* Task statement *
What is needed is an exact copy of the entries below, from the line that contains "let mut altered = Vec::new();" through the final line, both included, and nothing else.

* Exercise material *
impl TableComparator {
    /// Compare `declared` with the live table, `None` meaning it doesn't
    /// exist yet.
    pub fn compare(declared: &Table, current: Option<&Table>) -> Self {
        let Some(current) = current else {
            return Self {
                declared: declared.clone(),
                exists: false,
                added_columns: declared.columns.clone(),
                removed_columns: Vec::new(),
                altered_columns: Vec::new(),
                added_indexes: declared.indices.clone(),
                removed_indexes: Vec::new(),
                added_foreign_keys: declared.foreign_keys.clone(),
                removed_foreign_keys: Vec::new(),
            };
        };

        let (added_columns, removed_columns, altered_columns) =
            diff_columns(&declared.columns, &current.columns);

        Self {
            declared: declared.clone(),
            exists: true,
            added_columns,
            removed_columns,
            altered_columns,
            added_indexes: missing_from(&declared.indices, &current.indices, Index::same_shape),
            removed_indexes: missing_from(&current.indices, &declared.indices, Index::same_shape),
            added_foreign_keys: missing_from(
                &declared.foreign_keys,
                &current.foreign_keys,
                ForeignKey::same_shape,
            ),
            removed_foreign_keys: missing_from(
                &current.foreign_keys,
                &declared.foreign_keys,
                ForeignKey::same_shape,
            ),
        }
    }

    pub fn table(&self) -> &str {
        &self.declared.name
    }

    /// Whether the table is missing from the database.
    pub fn is_new(&self) -> bool {
        !self.exists
    }

    pub fn has_changes(&self) -> bool {
        !self.exists
            || !self.added_columns.is_empty()
            || !self.removed_columns.is_empty()
            || !self.altered_columns.is_empty()
            || !self.added_indexes.is_empty()
            || !self.removed_indexes.is_empty()
            || !self.added_foreign_keys.is_empty()
            || !self.removed_foreign_keys.is_empty()
    }

    pub fn added_columns(&self) -> &[Column] {
        &self.added_columns
    }

    pub fn removed_columns(&self) -> &[Column] {
        &self.removed_columns
    }

    pub fn altered_columns(&self) -> &[AlteredColumn] {
        &self.altered_columns
    }

    pub fn added_indexes(&self) -> &[Index] {
        &self.added_indexes
    }

    pub fn removed_indexes(&self) -> &[Index] {
        &self.removed_indexes
    }

    pub fn added_foreign_keys(&self) -> &[ForeignKey] {
        &self.added_foreign_keys
    }

    pub fn removed_foreign_keys(&self) -> &[ForeignKey] {
        &self.removed_foreign_keys
    }

    /// The changes, in the order they must run.
    pub fn changes(&self) -> Vec<Change> {
        let mut changes = Vec::new();

        if self.exists {
            changes.extend(self.added_columns.iter().cloned().map(Change::AddColumn));
            changes.extend(
                self.removed_columns
                    .iter()
                    .map(|c| Change::DropColumn(c.name.clone())),
            );
            for altered in &self.altered_columns {
                changes.extend(alter_column(&altered.current, &altered.declared));
            }
        } else {
            changes.push(Change::AddTable(Table {
                indices: Vec::new(),
                foreign_keys: Vec::new(),
                ..self.declared.clone()
            }));
        }

        changes.extend(self.added_indexes.iter().cloned().map(Change::AddIndex));
        changes.extend(
            self.removed_indexes
                .iter()
                .map(|idx| Change::DropIndex(idx.name.clone())),
        );
        changes.extend(
            self.added_foreign_keys
                .iter()
                .cloned()
                .map(Change::AddForeignKey),
        );
        changes.extend(
            self.removed_foreign_keys
                .iter()
                .cloned()
                .map(Change::DropForeignKey),
        );

        // stable: keeps declaration order within a rank
        changes.sort_by_key(Change::rank);
        changes
    }

    pub fn to_diff(&self) -> TableDiff {
        TableDiff {
            table: self.declared.name.clone(),
            changes: self.changes(),
        }
    }
}

/// Items of `from` that have no same-shaped counterpart in `other`.
fn missing_from<T: Clone>(from: &[T], other: &[T], same: impl Fn(&T, &T) -> bool) -> Vec<T> {
    from.iter()
        .filter(|item| !other.iter().any(|o| same(item, o)))
        .cloned()
        .collect()
}

/// Diff columns between declared and current state.
fn diff_columns(
    declared: &[Column],
    current: &[Column],
) -> (Vec<Column>, Vec<Column>, Vec<AlteredColumn>) {
    let mut added = Vec::new();
    let mut altered = Vec::new();

    for col in declared {
        match current.iter().find(|c| c.name == col.name) {
            None => added.push(col.clone()),
            Some(current_col) => {
                if !alter_column(current_col, col).is_empty() {
                    altered.push(AlteredColumn {
                        current: current_col.clone(),
                        declared: col.clone(),
                    });
                }
            }
        }
    }

    let removed = current
        .iter()
        .filter(|c| !declared.iter().any(|d| d.name == c.name))
        .cloned()
        .collect();

    (added, removed, altered)
}

fn alter_column(current: &Column, declared: &Column) -> Vec<Change> {
    let mut changes = Vec::new();

    // Type change
    if declared.abstract_type != current.abstract_type {
        changes.push(Change::AlterColumnType {
            name: declared.name.clone(),
            from: current.abstract_type,
            to: declared.abstract_type,
        });
    }

    // Nullability change
    if declared.nullable != current.nullable {
        changes.push(Change::AlterColumnNullable {
            name: declared.name.clone(),
            from: current.nullable,
            to: declared.nullable,
        });
    }

    // Default change
    if declared.default != current.default {
        changes.push(Change::AlterColumnDefault {
            name: declared.name.clone(),
            from: current.default.clone(),
            to: declared.default.clone(),
        });
    }

    changes
}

* Solved exercise *
    let mut altered = Vec::new();

    for col in declared {
        match current.iter().find(|c| c.name == col.name) {
            None => added.push(col.clone()),
            Some(current_col) => {
                if !alter_column(current_col, col).is_empty() {
                    altered.push(AlteredColumn {
                        current: current_col.clone(),
                        declared: col.clone(),
                    });
                }
            }
        }
    }

    let removed = current
        .iter()
        .filter(|c| !declared.iter().any(|d| d.name == c.name))
        .cloned()
        .collect();

    (added, removed, altered)
}

fn alter_column(current: &Column, declared: &Column) -> Vec<Change> {
    let mut changes = Vec::new();

    // Type change
    if declared.abstract_type != current.abstract_type {
        changes.push(Change::AlterColumnType {
            name: declared.name.clone(),
            from: current.abstract_type,
            to: declared.abstract_type,
        });
    }

    // Nullability change
    if declared.nullable != current.nullable {
        changes.push(Change::AlterColumnNullable {
            name: declared.name.clone(),
            from: current.nullable,
            to: declared.nullable,
        });
    }

    // Default change
    if declared.default != current.default {
        changes.push(Change::AlterColumnDefault {
            name: declared.name.clone(),
            from: current.default.clone(),
            to: declared.default.clone(),
        });
    }

    changes
}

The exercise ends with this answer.